An article brought to us by Arnold Roth
In an illuminating and very important NY Times opinion piece, senior CNN executive Eason Jordan admits that the network regularly covered up stories of Iraqi torture and atrocities; see "The News We Kept to Ourselves", online at http://www.nytimes.com/2003/04/11/opinion/11JORD.html .
Extracts from Jordan's article - start quote:
- "Over the last dozen years [says Jordan] I made 13 trips to Baghdad to lobby the government to keep CNN's Baghdad bureau open and to arrange interviews with Iraqi leaders. Each time I visited, I became more distressed by what I saw and heard awful things that could not be reported because doing so would have jeopardized the lives of Iraqis, particularly those on our Baghdad staff.
- "For example, in the mid-1990's one of our Iraqi cameramen was abducted. For weeks he was beaten and subjected to electroshock torture in the basement of a secret police headquarters because he refused to confirm the government's ludicrous suspicion that I was the Central Intelligence Agency's Iraq station chief. CNN had been in Baghdad long enough to know that telling the world about the torture of one of its employees would almost certainly have gotten him killed and put his family and co-workers at grave risk.
- "Then there were the events that were not unreported but that nonetheless still haunt me. A 31-year-old Kuwaiti woman, Asrar Qabandi, was captured by Iraqi secret police occupying her country in 1990 for "crimes," one of which included speaking with CNN on the phone. They beat her daily for two months, forcing her father to watch. In January 1991, on the eve of the American-led offensive, they smashed her skull and tore her body apart limb by limb. A plastic bag containing her body parts was left on the doorstep of her family's home.

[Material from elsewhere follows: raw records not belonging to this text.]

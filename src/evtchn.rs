//! Event-channel notification primitive.
//!
//! Deliberately out of the core per §1; implemented for real against
//! `/dev/xen/evtchn`, kept behind an `EventChannel` trait so the Request
//! Engine's loop only ever calls `wait()`/`notify()` and never opens a
//! device node itself.

use std::fs::{File, OpenOptions};
use std::io::Read;
use std::os::fd::AsRawFd;

const EVTCHN_PATH: &str = "/dev/xen/evtchn";

const IOCTL_EVTCHN_BIND_INTERDOMAIN: u64 = 0xC008_4500;
const IOCTL_EVTCHN_NOTIFY: u64 = 0xC004_4502;

#[repr(C)]
struct IoctlBindInterdomain {
    remote_domain: u32,
    remote_port: u32,
}

#[repr(C)]
struct IoctlNotify {
    port: u32,
}

#[derive(Debug, thiserror::Error)]
pub enum Error {
    #[error("opening {EVTCHN_PATH}: {0}")]
    Open(#[source] std::io::Error),
    #[error("binding event channel: {0}")]
    Bind(#[source] std::io::Error),
    #[error("waiting on event channel: {0}")]
    Wait(#[source] std::io::Error),
    #[error("notifying event channel: {0}")]
    Notify(#[source] std::io::Error),
}

/// What the Request Engine's loop needs from the hypervisor's notification
/// facility: block until a notification arrives, and post one when a batch
/// of responses has been pushed.
pub trait EventChannel {
    fn wait(&mut self) -> Result<(), Error>;
    fn notify(&mut self) -> Result<(), Error>;
}

pub struct EvtChnHandle {
    fd: File,
    port: u32,
}

impl EvtChnHandle {
    pub fn bind(remote_domain: u32, remote_port: u32) -> Result<EvtChnHandle, Error> {
        let fd = OpenOptions::new()
            .read(true)
            .write(true)
            .open(EVTCHN_PATH)
            .map_err(Error::Open)?;

        let mut req = IoctlBindInterdomain {
            remote_domain,
            remote_port,
        };
        let port = unsafe {
            libc::ioctl(
                fd.as_raw_fd(),
                IOCTL_EVTCHN_BIND_INTERDOMAIN as _,
                &mut req as *mut _,
            )
        };
        if port < 0 {
            return Err(Error::Bind(std::io::Error::last_os_error()));
        }

        Ok(EvtChnHandle {
            fd,
            port: port as u32,
        })
    }
}

impl EventChannel for EvtChnHandle {
    /// Blocks until the kernel delivers a port number on the fd, the same
    /// blocking-read convention the real evtchn device uses to signal a
    /// pending notification.
    fn wait(&mut self) -> Result<(), Error> {
        let mut buf = [0u8; 4];
        (&self.fd).read_exact(&mut buf).map_err(Error::Wait)?;
        Ok(())
    }

    fn notify(&mut self) -> Result<(), Error> {
        let mut req = IoctlNotify { port: self.port };
        let rc = unsafe {
            libc::ioctl(self.fd.as_raw_fd(), IOCTL_EVTCHN_NOTIFY as _, &mut req as *mut _)
        };
        if rc != 0 {
            return Err(Error::Notify(std::io::Error::last_os_error()));
        }
        Ok(())
    }
}

// Unblock the file descriptor manually where a test wants to drive `wait()`
// without a real device node; kept private since only this module's tests
// construct one.
#[cfg(test)]
pub mod tests {
    use super::*;
    use std::cell::Cell;

    /// An in-memory stand-in used by `frontend`'s and `supervisor`'s own
    /// tests: `notify()` just counts calls, `wait()` always returns
    /// immediately so tests never block.
    pub struct FakeEventChannel {
        pub notify_calls: Cell<u32>,
    }

    impl FakeEventChannel {
        pub fn new() -> FakeEventChannel {
            FakeEventChannel {
                notify_calls: Cell::new(0),
            }
        }
    }

    impl EventChannel for FakeEventChannel {
        fn wait(&mut self) -> Result<(), Error> {
            Ok(())
        }

        fn notify(&mut self) -> Result<(), Error> {
            self.notify_calls.set(self.notify_calls.get() + 1);
            Ok(())
        }
    }

    #[test]
    fn fake_counts_notifications() {
        let mut ch = FakeEventChannel::new();
        ch.notify().unwrap();
        ch.notify().unwrap();
        assert_eq!(ch.notify_calls.get(), 2);
    }
}
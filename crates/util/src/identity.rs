//! Element identity for array diffing.
//!
//! An array element is identity-bearing when it is an object whose `id`
//! field is a string. Such elements are matched across versions by id
//! instead of by position.

use serde_json::Value;

/// Name of the field carrying an element's stable identity.
pub const ID_FIELD: &str = "id";

/// Returns the element's identity, if it has one.
///
/// ```
/// use serde_json::json;
/// use delta_sync_util::identity_of;
///
/// assert_eq!(identity_of(&json!({"id": "a1", "n": 1})), Some("a1"));
/// assert_eq!(identity_of(&json!({"id": 7})), None);
/// assert_eq!(identity_of(&json!("a1")), None);
/// ```
pub fn identity_of(value: &Value) -> Option<&str> {
    match value {
        Value::Object(map) => map.get(ID_FIELD)?.as_str(),
        _ => None,
    }
}

/// Returns `true` for objects. Arrays are not plain objects.
pub fn is_plain_object(value: &Value) -> bool {
    value.is_object()
}
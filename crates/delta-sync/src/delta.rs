//! String delta codec.
//!
//! Encodes a string change as a single splice over the region between the
//! longest common prefix and the longest common suffix. Positions count
//! Unicode scalar values, not bytes.

use delta_sync_util::string_size;
use serde_json::Value;
use tracing::debug;

use crate::config::FALLBACK_OVERHEAD;
use crate::types::{DeltaOperation, Strategy, Update};
use crate::update::{self, Codec};

// ── Affix scanning ────────────────────────────────────────────────────────

/// Length of the common prefix of two char slices.
fn pfx(c1: &[char], c2: &[char]) -> usize {
    if c1.is_empty() || c2.is_empty() || c1[0] != c2[0] {
        return 0;
    }
    // Binary search on the shared length.
    let mut min = 0usize;
    let mut max = c1.len().min(c2.len());
    let mut mid = max;
    let mut start = 0;
    while min < mid {
        if c1[start..mid] == c2[start..mid] {
            min = mid;
            start = min;
        } else {
            max = mid;
        }
        mid = (max - min) / 2 + min;
    }
    mid
}

/// Length of the common suffix of two char slices.
fn sfx(c1: &[char], c2: &[char]) -> usize {
    let n1 = c1.len();
    let n2 = c2.len();
    if n1 == 0 || n2 == 0 || c1[n1 - 1] != c2[n2 - 1] {
        return 0;
    }
    let mut min = 0usize;
    let mut max = n1.min(n2);
    let mut mid = max;
    let mut end = 0;
    while min < mid {
        if c1[n1 - mid..n1 - end] == c2[n2 - mid..n2 - end] {
            min = mid;
            end = min;
        } else {
            max = mid;
        }
        mid = (max - min) / 2 + min;
    }
    mid
}

// ── Diff / apply ──────────────────────────────────────────────────────────

/// Computes the operations turning `prev` into `next`: none when the strings
/// are equal, otherwise exactly one.
pub fn diff(prev: &str, next: &str) -> Vec<DeltaOperation> {
    if prev == next {
        return Vec::new();
    }
    let src: Vec<char> = prev.chars().collect();
    let dst: Vec<char> = next.chars().collect();
    let p = pfx(&src, &dst);
    // The suffix is searched only outside the prefix, so p + s never
    // exceeds the shorter length.
    let s = sfx(&src[p..], &dst[p..]);
    let delete = src.len() - p - s;
    let insert: String = dst[p..dst.len() - s].iter().collect();
    vec![DeltaOperation {
        position: p,
        delete: (delete > 0).then_some(delete),
        insert: (!insert.is_empty()).then_some(insert),
    }]
}

/// Applies `ops` to `current`.
///
/// Operations are applied in descending `position` order, so each position
/// refers to the original string. Positions and delete counts past the end
/// clamp to the string length.
pub fn apply(current: &str, ops: &[DeltaOperation]) -> String {
    let mut chars: Vec<char> = current.chars().collect();
    let mut ordered: Vec<&DeltaOperation> = ops.iter().collect();
    ordered.sort_by(|a, b| b.position.cmp(&a.position));
    for op in ordered {
        let start = op.position.min(chars.len());
        let end = start.saturating_add(op.delete.unwrap_or(0)).min(chars.len());
        let insert = op.insert.as_deref().unwrap_or("");
        chars.splice(start..end, insert.chars());
    }
    chars.into_iter().collect()
}

// ── Codec ─────────────────────────────────────────────────────────────────

/// Encodes a string change, falling back to a value update when the delta
/// would not be cheaper than sending `next` whole.
///
/// ```
/// use delta_sync::delta;
/// use delta_sync::Update;
///
/// let update = delta::encode("Hello", "Hello World");
/// assert_eq!(update, Update::Value("Hello World".into()));
/// ```
pub fn encode(prev: &str, next: &str) -> Update {
    let update = Update::Delta(diff(prev, next));
    let ops_size = update::estimate_size(&update);
    let next_size = string_size(next);
    if ops_size >= next_size + FALLBACK_OVERHEAD {
        debug!(ops_size, next_size, "delta larger than value, falling back");
        return Update::Value(Value::String(next.to_string()));
    }
    update
}

/// Reconstructs the next string from a replica and an update.
///
/// A non-string replica is read as the empty string.
pub fn decode(current: &Value, update: &Update) -> Value {
    match update {
        Update::Delta(ops) => Value::String(apply(current.as_str().unwrap_or(""), ops)),
        other => update::apply_update(current, other),
    }
}

/// The string delta strategy as a [`Codec`].
#[derive(Debug, Clone, Copy, Default)]
pub struct DeltaCodec;

impl Codec for DeltaCodec {
    fn strategy(&self) -> Strategy {
        Strategy::Delta
    }

    fn encode(&self, prev: &Value, next: &Value) -> Update {
        match (prev, next) {
            (Value::String(prev), Value::String(next)) => encode(prev, next),
            _ => Update::Value(next.clone()),
        }
    }

    fn decode(&self, current: &Value, update: &Update) -> Value {
        decode(current, update)
    }
}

- "I felt awful having these stories bottled up inside me. Now that Saddam Hussein's regime is gone, I suspect we will hear many, many more gut-wrenching tales from Iraqis about the decades of torment. At last, these stories can be told freely."
- End quote
After a disclosure as broad-reaching and shocking as this, why would we trust anything that comes from CNN? By covering up these stories, CNN helped the evil regime of Saddam Hussein remain in power, for no other reason than sheer cowardice. One web-blog site LGF (http://littlegreenfootballs.com/weblog/?entry=6219) put it well tonight: "Jordan seems to think that remaining in Baghdad was more important than anything else, even more important than reporting the truth. Disgusting and shameful beyond all words."
CNN and Eason Jordan are certainly not alone. From personal knowledge, some of the biggest media names regularly, consistently tell lies and deny it. This is especially true in relation to how they report on the Palestinian Arab war of terror against our children. This continues until today. It will go on until ordinary people like you and me speak out and demand that it ends.
Getting the media to acknowledge their dishonesty is no easy task. Eason Jordan himself was challenged about CNN's reporting from Baghdad six months ago, and said this: "The writer clearly doesn't have a clear understanding of the realities on the ground because CNN has demonstrated again and again that it has a spine; that it's prepared to be forthright; is forthright in its reporting."
It's evident now that this senior CNN executive knew then that he was lying. But there were plenty of people who wanted to believe. For those people, and for all of us, the right question to ask now, as the Wall Street Journal put it on Friday, is this: "What are CNN and other news organizations failing to tell us about other thuggish regimes, from communist Cuba to the Palestinian Authority?"
Every one of us needs to consider carefully what we can do. But doing something constructive is imperative.